By: Henrietta Afful
16,000 Ghanaians are said to have severe mental health issues. Of the number, only 2% receive the needed care due to inadequate health professionals in Ghana.
According to the World Health Organisation (WHO) standards, the country needs 3,000 mental health professionals, but Ghana has less than 60 Psychiatrists.
In an interview on GTV’s Breakfast Show on how to find solutions to this challenge, a former Chairman of the Mental Health Board, Prof. J. B. Asare said efforts have been made to solve mental health issues which have yielded some gains. However, a lot more is needed.

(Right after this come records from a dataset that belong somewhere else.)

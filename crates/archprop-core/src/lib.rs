pub mod config;
pub mod error;
pub mod filter;
pub mod graph;
pub mod id;
pub mod model;

// Re-export commonly used types
pub use config::{
    ComponentInterfaceRule, InterComponentRule, InterfaceInterfaceRule, IntraComponentRule,
    IssuePropagationConfig, PropagatedIssueSchema, PropagationDirection,
};
pub use error::CoreError;
pub use filter::MetaFilter;
pub use graph::{GraphIndex, GraphNode};
pub use id::IssueRef;
pub use model::{
    Component, Interface, IntraComponentDependencySpecification, PropagatedIssue,
    PropagationContext, Relation,
};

He said for a long-time, mental health was relegated to the background. Textbooks for mental health were not much and it did not get support from policy makers.
“For a long time, mental health was relegated to the background. We didn’t have much input as far as policy makers were concerned. So mental health didn’t get the kind of support that it needed” Prof. Asare disclosed.
In the early days when the country did not have any Psychiatrist and enough medication, Ghanaians thought mental patients were a nuisance so they were kept in Asylums where they were not allowed to go out.
This situation continued until the 50s where Ghana had its first Psychiatrist and then later some doctors and nurses were sent to the United Kingdom to be trained.
Prof Asare said the first Ghanaian Psychiatrist converted the Asylums to Hospitals for other professionals to come in and lay the foundation for Mental Health in Ghana.
Asked whether Ghana had made some inroads in mental health care, Prof. Asare said Ghana has made some gains, but with the increasing population, causes of mental disorders apart from genetic factors and drug abuse, the number of people with mental issues will continue to grow.
He called for more stakeholder engagements aimed at improving the mental health sector.
For her part, the Deputy Director of Mental Health of the Ghana Health Service, Dr Ama Boadu, said mental health has been neglected for so many reasons and one of them is the stigma that patients and mental health professionals suffer.
”Society discourages doctors from specializing in mental health. They do not appreciate the fact that mental health is like any other medical condition that people suffer from”, she said.
Dr. Boadu said the Ghana Health Service for sometime now has been whipping up people’s interest in mental health and currently the country has 51 professionals, adding that there are quite a number of young doctors training to become mental health professionals.
The training has also changed and that is why most young doctors have developed interest in mental health. Hitherto only a few weeks were spent in mental health rotation but it has been extended.
Dr Boadu said although some gains have been achieved, there is a need for more advocacy. She said mental health is not as attractive as other specialties adding that though the conditions at the Accra Psychiatric Hospital are better now, and cannot be compared to other health facilities.
Dr. Boadu said there is a need for the country to prioritize mental health and make it attractive.
”One question that people, especially policy makers need to answer is why they prefer private mental health facilities to the public ones. The country needs to take mental health seriously because nobody is immune to it”.